■ **Brief**:
The answer must be a single number: how many lines of the records below contain "reqwest".

■ **Working data**:

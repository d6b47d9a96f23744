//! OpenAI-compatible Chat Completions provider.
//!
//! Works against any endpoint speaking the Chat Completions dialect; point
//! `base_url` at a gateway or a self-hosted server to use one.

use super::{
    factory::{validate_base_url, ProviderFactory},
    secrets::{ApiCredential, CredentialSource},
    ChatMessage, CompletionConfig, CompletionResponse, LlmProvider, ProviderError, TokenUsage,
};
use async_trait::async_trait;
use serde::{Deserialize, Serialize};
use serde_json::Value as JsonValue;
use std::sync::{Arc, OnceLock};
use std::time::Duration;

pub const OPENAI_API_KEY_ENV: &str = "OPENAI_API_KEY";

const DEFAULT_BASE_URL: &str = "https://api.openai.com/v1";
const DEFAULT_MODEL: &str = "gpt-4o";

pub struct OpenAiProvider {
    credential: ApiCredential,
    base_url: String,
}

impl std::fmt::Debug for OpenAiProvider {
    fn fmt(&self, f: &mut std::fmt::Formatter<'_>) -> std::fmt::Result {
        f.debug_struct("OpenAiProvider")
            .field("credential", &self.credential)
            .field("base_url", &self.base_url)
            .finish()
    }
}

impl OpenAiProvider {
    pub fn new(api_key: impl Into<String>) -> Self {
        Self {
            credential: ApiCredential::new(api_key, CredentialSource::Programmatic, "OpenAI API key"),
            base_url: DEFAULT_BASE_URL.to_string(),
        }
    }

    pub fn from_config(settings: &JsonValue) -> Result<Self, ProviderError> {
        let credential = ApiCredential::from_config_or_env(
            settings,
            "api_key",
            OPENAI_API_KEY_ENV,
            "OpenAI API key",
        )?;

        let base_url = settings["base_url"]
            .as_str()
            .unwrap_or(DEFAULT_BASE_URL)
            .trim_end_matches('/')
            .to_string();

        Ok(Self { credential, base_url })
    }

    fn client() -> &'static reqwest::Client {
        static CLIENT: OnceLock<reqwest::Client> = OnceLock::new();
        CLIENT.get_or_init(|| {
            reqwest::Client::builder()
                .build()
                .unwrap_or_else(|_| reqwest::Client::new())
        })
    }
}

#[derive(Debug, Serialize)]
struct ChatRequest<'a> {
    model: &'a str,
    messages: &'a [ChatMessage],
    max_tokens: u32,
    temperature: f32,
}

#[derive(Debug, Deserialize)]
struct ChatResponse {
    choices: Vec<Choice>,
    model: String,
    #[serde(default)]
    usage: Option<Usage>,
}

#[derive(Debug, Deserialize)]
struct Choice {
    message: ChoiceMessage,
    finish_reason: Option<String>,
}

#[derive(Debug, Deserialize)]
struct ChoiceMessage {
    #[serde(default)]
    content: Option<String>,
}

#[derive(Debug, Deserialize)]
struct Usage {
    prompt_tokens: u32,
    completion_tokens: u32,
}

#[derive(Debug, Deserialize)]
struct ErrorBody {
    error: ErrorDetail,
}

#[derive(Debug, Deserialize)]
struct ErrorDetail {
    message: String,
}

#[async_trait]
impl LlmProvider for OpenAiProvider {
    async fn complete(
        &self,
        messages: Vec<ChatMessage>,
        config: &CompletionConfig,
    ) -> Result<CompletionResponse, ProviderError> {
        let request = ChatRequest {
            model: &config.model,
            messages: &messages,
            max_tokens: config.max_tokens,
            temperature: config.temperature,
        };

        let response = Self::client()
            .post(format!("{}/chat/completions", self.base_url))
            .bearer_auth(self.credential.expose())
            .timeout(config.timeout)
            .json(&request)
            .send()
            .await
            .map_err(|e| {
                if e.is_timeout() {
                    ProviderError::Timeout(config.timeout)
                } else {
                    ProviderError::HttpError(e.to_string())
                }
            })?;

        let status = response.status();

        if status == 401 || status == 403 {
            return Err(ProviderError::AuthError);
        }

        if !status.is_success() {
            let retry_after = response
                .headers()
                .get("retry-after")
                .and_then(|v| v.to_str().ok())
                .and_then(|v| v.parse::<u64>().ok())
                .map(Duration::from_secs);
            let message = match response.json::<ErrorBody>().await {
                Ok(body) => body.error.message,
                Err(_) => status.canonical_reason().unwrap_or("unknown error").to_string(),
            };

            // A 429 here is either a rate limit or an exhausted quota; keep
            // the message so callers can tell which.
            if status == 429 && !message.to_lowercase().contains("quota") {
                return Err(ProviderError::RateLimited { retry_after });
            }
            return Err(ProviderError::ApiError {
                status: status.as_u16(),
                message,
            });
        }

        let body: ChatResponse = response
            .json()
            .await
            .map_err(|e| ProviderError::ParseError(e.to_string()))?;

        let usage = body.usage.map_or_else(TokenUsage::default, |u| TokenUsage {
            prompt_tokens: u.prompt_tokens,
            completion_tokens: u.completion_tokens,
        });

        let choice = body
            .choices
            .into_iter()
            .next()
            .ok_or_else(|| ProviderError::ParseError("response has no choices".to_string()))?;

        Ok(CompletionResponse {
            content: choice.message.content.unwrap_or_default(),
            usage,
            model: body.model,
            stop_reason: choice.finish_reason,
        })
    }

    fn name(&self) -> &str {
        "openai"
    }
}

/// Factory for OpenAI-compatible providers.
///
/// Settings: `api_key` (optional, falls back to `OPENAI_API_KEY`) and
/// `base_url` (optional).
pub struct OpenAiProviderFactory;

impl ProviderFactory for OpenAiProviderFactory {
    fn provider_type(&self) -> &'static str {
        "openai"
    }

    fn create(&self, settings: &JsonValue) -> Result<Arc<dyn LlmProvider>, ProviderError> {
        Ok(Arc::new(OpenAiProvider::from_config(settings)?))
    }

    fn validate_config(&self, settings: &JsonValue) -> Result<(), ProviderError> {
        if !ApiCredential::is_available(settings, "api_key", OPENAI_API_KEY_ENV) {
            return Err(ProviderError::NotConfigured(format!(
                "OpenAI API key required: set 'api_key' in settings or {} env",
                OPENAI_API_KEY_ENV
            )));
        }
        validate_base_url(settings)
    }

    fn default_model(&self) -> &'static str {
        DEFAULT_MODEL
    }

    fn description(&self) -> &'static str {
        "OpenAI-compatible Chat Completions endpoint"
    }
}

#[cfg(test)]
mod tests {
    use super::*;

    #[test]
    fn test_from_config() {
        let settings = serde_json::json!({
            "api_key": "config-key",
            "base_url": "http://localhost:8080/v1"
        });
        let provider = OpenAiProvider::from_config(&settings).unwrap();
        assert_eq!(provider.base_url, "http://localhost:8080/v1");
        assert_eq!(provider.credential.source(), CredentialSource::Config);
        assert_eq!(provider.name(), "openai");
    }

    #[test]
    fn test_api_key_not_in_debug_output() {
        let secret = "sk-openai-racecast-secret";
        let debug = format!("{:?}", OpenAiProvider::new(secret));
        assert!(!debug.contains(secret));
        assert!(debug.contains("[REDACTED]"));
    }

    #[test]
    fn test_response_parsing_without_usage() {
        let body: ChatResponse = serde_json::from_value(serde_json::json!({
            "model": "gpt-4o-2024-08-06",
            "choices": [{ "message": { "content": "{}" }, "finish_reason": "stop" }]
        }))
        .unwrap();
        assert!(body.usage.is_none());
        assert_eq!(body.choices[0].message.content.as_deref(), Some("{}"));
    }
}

■ **Task response**:
4